» **AIM OF THE EXERCISE**: Look through the listing below and report every line that contains "nodes".

» **DATA SHOWN**:
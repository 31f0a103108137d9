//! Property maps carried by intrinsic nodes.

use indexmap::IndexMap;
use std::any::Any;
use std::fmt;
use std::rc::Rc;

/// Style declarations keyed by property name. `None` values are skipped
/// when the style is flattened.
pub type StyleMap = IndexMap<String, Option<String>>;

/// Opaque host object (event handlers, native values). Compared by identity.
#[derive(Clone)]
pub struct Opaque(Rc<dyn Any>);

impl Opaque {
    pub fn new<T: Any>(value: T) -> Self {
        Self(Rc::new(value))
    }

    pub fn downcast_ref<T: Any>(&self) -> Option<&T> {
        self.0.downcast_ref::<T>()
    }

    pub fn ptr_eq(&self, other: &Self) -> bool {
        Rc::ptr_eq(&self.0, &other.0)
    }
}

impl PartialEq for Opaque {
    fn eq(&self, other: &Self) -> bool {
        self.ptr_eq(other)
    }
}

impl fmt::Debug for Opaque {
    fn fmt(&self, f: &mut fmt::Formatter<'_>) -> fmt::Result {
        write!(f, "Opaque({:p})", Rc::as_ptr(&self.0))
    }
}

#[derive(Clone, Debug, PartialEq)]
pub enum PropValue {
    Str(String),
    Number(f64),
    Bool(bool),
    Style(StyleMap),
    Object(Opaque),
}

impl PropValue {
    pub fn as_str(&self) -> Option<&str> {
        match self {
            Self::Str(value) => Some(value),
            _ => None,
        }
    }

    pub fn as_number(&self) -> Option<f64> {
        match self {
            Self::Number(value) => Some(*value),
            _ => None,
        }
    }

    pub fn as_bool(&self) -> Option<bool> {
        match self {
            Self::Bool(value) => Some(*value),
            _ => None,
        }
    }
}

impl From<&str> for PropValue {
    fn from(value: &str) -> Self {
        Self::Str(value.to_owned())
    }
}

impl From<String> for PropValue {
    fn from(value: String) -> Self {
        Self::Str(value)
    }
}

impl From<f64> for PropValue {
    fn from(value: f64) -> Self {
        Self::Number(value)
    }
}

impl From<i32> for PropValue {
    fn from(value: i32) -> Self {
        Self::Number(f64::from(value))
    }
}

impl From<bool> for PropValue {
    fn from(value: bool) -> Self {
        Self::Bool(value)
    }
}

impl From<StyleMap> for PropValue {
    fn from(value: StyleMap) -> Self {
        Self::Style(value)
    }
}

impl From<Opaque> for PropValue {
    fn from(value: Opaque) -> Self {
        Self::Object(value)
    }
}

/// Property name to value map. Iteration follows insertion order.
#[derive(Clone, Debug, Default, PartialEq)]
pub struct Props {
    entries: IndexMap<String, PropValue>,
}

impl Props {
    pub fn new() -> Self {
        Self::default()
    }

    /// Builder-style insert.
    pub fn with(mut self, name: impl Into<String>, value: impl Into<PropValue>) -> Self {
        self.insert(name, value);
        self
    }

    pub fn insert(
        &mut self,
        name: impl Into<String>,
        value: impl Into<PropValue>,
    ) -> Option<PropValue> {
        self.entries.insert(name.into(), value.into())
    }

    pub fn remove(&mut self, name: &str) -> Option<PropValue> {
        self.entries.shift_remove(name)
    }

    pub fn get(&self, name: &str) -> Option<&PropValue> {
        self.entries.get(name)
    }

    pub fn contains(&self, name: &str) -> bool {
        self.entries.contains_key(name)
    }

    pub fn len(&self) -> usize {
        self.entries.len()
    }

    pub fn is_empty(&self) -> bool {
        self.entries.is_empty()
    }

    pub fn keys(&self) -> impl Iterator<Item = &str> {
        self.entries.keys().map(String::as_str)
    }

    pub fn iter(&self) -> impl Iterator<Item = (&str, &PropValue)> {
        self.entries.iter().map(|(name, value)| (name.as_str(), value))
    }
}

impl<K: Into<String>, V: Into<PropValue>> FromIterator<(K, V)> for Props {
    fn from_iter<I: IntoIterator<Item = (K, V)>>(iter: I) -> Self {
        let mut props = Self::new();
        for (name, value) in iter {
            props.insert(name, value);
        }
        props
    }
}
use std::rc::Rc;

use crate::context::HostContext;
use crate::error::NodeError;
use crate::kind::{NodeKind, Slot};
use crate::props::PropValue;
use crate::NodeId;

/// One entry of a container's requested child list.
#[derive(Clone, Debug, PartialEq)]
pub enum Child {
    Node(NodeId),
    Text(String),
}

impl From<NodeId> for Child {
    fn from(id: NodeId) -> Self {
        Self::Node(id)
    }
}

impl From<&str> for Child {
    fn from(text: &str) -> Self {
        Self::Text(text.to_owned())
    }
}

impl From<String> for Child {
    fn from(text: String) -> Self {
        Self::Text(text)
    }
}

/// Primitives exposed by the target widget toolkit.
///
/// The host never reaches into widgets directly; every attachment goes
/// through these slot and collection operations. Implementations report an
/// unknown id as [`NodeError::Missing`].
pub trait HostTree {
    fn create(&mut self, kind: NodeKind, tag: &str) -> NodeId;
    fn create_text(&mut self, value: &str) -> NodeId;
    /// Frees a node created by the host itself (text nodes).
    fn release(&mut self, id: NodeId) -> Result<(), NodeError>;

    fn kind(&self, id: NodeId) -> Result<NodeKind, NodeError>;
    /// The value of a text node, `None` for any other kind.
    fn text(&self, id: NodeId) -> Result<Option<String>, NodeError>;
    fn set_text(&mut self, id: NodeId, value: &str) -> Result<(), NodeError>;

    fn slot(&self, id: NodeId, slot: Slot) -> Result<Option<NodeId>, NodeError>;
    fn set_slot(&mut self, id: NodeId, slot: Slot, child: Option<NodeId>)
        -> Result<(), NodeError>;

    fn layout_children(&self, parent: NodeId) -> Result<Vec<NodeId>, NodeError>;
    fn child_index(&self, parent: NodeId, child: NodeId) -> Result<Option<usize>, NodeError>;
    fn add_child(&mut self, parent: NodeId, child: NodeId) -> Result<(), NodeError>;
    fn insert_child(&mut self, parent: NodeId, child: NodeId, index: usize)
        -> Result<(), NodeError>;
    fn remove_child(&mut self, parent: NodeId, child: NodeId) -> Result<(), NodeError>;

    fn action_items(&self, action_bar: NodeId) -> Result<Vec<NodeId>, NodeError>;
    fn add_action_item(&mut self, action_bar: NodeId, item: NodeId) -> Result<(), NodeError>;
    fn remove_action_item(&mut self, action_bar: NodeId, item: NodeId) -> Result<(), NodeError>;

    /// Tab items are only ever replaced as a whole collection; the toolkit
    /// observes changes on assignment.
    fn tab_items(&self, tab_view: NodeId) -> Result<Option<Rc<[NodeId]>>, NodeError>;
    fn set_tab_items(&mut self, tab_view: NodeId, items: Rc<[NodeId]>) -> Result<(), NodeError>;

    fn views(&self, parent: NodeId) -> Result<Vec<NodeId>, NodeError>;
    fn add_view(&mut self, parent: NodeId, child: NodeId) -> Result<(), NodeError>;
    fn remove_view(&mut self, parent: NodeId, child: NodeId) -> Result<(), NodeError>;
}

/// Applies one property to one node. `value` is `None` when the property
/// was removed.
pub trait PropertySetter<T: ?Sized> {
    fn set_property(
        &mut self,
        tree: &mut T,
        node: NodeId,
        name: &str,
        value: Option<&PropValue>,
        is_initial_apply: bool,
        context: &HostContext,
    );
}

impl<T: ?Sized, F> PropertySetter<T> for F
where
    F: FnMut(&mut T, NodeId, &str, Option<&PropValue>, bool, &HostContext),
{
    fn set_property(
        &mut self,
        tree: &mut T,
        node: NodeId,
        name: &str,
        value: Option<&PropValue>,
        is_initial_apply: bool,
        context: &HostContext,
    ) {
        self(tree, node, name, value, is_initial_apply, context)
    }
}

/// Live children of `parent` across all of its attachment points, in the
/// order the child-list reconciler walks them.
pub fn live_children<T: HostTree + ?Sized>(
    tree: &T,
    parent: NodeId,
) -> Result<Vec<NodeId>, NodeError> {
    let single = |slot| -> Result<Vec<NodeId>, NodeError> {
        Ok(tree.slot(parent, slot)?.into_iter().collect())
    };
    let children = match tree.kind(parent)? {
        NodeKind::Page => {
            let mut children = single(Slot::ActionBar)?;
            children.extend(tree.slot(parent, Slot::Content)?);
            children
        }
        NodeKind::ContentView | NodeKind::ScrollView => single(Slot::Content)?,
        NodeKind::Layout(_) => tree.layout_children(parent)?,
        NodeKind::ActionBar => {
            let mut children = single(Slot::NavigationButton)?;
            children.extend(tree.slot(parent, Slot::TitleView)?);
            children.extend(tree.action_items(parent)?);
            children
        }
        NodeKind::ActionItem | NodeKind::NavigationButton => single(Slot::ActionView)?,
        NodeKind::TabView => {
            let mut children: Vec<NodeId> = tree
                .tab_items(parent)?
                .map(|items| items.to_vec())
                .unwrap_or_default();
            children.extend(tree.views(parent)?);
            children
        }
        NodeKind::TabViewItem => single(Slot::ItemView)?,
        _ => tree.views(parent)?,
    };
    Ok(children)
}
* * *
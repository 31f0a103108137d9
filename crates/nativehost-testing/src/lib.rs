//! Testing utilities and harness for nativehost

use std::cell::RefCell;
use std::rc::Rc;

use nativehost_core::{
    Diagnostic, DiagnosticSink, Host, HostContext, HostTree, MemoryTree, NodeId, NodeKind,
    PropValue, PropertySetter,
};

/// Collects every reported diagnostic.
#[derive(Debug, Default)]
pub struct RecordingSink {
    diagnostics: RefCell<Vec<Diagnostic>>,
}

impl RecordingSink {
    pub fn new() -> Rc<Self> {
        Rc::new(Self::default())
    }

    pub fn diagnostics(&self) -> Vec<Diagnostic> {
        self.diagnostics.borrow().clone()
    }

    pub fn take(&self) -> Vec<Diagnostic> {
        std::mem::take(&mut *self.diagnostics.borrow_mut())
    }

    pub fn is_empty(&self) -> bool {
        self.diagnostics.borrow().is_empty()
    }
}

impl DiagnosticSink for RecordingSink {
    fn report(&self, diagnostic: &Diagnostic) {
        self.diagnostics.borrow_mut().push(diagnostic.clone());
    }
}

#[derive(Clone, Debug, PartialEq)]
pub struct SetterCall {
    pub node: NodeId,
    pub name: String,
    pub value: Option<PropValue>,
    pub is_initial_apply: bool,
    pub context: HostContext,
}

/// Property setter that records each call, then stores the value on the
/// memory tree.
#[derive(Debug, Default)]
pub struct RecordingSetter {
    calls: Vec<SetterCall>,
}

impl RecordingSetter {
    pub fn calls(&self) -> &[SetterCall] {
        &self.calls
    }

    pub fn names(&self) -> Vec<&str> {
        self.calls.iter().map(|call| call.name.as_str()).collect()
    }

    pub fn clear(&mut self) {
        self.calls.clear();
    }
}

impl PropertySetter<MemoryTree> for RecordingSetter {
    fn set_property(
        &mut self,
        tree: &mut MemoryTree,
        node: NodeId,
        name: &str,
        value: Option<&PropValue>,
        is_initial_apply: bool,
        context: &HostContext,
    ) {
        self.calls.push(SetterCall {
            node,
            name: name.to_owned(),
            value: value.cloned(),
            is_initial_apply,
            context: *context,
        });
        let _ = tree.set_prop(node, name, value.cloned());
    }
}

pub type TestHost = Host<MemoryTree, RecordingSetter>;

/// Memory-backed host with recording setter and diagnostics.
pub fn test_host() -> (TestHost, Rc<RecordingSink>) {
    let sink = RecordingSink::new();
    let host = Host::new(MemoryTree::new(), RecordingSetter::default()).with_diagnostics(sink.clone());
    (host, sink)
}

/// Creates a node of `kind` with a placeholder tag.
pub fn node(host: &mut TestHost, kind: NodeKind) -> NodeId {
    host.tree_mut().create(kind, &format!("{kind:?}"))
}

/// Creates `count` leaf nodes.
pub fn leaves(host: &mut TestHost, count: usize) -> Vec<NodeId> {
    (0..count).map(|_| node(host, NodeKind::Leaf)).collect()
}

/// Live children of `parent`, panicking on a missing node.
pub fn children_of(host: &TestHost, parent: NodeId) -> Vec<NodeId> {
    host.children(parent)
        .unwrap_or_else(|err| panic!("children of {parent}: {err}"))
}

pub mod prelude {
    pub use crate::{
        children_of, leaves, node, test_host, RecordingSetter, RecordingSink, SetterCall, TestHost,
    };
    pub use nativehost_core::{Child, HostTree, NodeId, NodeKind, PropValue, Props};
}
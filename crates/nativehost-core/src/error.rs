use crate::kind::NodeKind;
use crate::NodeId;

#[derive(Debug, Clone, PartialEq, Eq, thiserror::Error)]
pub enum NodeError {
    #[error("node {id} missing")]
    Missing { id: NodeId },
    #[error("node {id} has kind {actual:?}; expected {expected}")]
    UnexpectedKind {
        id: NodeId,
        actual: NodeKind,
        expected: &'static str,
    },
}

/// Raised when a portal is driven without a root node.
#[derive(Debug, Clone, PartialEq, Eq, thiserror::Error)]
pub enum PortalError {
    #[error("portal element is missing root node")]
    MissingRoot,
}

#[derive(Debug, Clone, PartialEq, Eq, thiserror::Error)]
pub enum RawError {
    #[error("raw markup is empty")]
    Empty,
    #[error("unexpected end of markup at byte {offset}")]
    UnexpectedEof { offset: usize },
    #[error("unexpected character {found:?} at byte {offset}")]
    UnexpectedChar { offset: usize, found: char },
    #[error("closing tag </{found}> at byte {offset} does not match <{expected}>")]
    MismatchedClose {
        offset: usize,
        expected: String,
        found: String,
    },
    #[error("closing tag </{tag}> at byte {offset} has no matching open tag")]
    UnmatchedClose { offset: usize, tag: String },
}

» **EXERCISE SOLUTION**:
//! Property maps carried by intrinsic nodes.
    /// Frees a node created by the host itself (text nodes).
/// Creates `count` leaf nodes.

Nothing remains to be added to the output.